Brief:
Write each line exactly, from the line that holds "assert_eq!(pack.grammar, Grammar::TypeScript);" through the final line of the material, and no other line.

Exercise inputs:
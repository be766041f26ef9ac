use crate::lang::errors::PackError;
use crate::lang::pack::LanguagePack;
use crate::lang::packs;
use once_cell::sync::Lazy;
use std::collections::{BTreeMap, HashMap};
use std::path::Path;
use std::sync::Arc;

static BUILTIN: Lazy<LanguagePackRegistry> =
    Lazy::new(|| LanguagePackRegistry::from_packs(packs::builtin()));

/// Lookup table from language names and file extensions to packs.
///
/// A registry is immutable once built; the built-in one is initialized on
/// first use and shared by every thread.
#[derive(Debug, Clone, Default)]
pub struct LanguagePackRegistry {
    packs: BTreeMap<String, Arc<LanguagePack>>,
    aliases: HashMap<String, String>,
}

impl LanguagePackRegistry {
    /// The process-wide registry of built-in packs.
    pub fn builtin() -> &'static LanguagePackRegistry {
        &BUILTIN
    }

    /// Build a registry from packs. Later packs replace earlier ones with the
    /// same language id, and later extension aliases win.
    pub fn from_packs(packs: impl IntoIterator<Item = LanguagePack>) -> Self {
        let mut registry = Self::default();
        for pack in packs {
            registry.insert(pack);
        }
        registry
    }

    /// Copy of this registry with `packs` merged over it.
    pub fn with_packs(&self, packs: impl IntoIterator<Item = LanguagePack>) -> Self {
        let mut registry = self.clone();
        for pack in packs {
            registry.insert(pack);
        }
        registry
    }

    fn insert(&mut self, pack: LanguagePack) {
        for ext in &pack.extensions {
            self.aliases.insert(ext.clone(), pack.language.clone());
        }
        self.packs.insert(pack.language.clone(), Arc::new(pack));
    }

    /// Look up a pack by language name or file extension, case-insensitively.
    pub fn get(&self, language_or_extension: &str) -> Result<Arc<LanguagePack>, PackError> {
        let key = normalize(language_or_extension);
        let language = self.aliases.get(&key).unwrap_or(&key);

        self.packs
            .get(language)
            .or_else(|| self.packs.get(&key))
            .cloned()
            .ok_or_else(|| PackError::UnsupportedLanguage {
                language: language_or_extension.to_string(),
            })
    }

    /// Look up a pack from a file path's extension.
    pub fn for_path(&self, path: &Path) -> Result<Arc<LanguagePack>, PackError> {
        let ext = path
            .extension()
            .and_then(|ext| ext.to_str())
            .ok_or_else(|| PackError::UnsupportedLanguage {
                language: path.display().to_string(),
            })?;
        self.get(ext)
    }

    /// Canonical language ids, sorted.
    pub fn languages(&self) -> Vec<&str> {
        self.packs.keys().map(String::as_str).collect()
    }

    pub fn packs(&self) -> impl Iterator<Item = &Arc<LanguagePack>> {
        self.packs.values()
    }
}

fn normalize(name: &str) -> String {
    name.trim().trim_start_matches('.').to_lowercase()
}

#[cfg(test)]
mod tests {
    use super::*;
    use crate::lang::pack::Grammar;

    #[test]
    fn extension_aliases_resolve() {
        let registry = LanguagePackRegistry::builtin();
        assert_eq!(registry.get("ts").unwrap().language, "typescript");
        assert_eq!(registry.get("py").unwrap().language, "python");
        assert_eq!(registry.get(".js").unwrap().language, "javascript");
        assert_eq!(registry.get("jsx").unwrap().language, "javascript");
        assert_eq!(registry.get("tsx").unwrap().language, "tsx");
        assert_eq!(registry.get("rs").unwrap().language, "rust");
    }

    #[test]
    fn lookup_is_case_insensitive() {
        let registry = LanguagePackRegistry::builtin();
        assert_eq!(registry.get("TypeScript").unwrap().language, "typescript");
        assert_eq!(registry.get("PY").unwrap().language, "python");
    }

    #[test]
    fn unknown_language_is_reported() {
        let registry = LanguagePackRegistry::builtin();
        let err = registry.get("cobol").unwrap_err();
        assert_eq!(
            err,
            PackError::UnsupportedLanguage {
                language: "cobol".to_string()
            }
        );
    }

    #[test]
    fn for_path_uses_extension() {
        let registry = LanguagePackRegistry::builtin();
        let pack = registry.for_path(Path::new("src/app.test.ts")).unwrap();
        assert_eq!(pack.grammar, Grammar::TypeScript);
        assert!(registry.for_path(Path::new("Makefile")).is_err());
    }

    #[test]
    fn with_packs_overrides_without_touching_builtin() {
        let custom = LanguagePack::new("python", Grammar::Python).with_extensions(["py"]);
        let registry = LanguagePackRegistry::builtin().with_packs([custom]);

        assert!(registry.get("python").unwrap().queries.is_empty());
        assert!(!LanguagePackRegistry::builtin()
            .get("python")
            .unwrap()
            .queries
            .is_empty());
    }

    #[test]
    fn builtin_languages_listed() {
        let languages = LanguagePackRegistry::builtin().languages();
        assert_eq!(
            languages,
            vec!["javascript", "python", "rust", "tsx", "typescript"]
        );
    }
}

Reply:
        assert_eq!(pack.grammar, Grammar::TypeScript);
        assert!(registry.for_path(Path::new("Makefile")).is_err());
    }

    #[test]
    fn with_packs_overrides_without_touching_builtin() {
        let custom = LanguagePack::new("python", Grammar::Python).with_extensions(["py"]);
        let registry = LanguagePackRegistry::builtin().with_packs([custom]);

        assert!(registry.get("python").unwrap().queries.is_empty());
        assert!(!LanguagePackRegistry::builtin()
            .get("python")
            .unwrap()
            .queries
            .is_empty());
    }

    #[test]
    fn builtin_languages_listed() {
        let languages = LanguagePackRegistry::builtin().languages();
        assert_eq!(
            languages,
            vec!["javascript", "python", "rust", "tsx", "typescript"]
        );
    }
}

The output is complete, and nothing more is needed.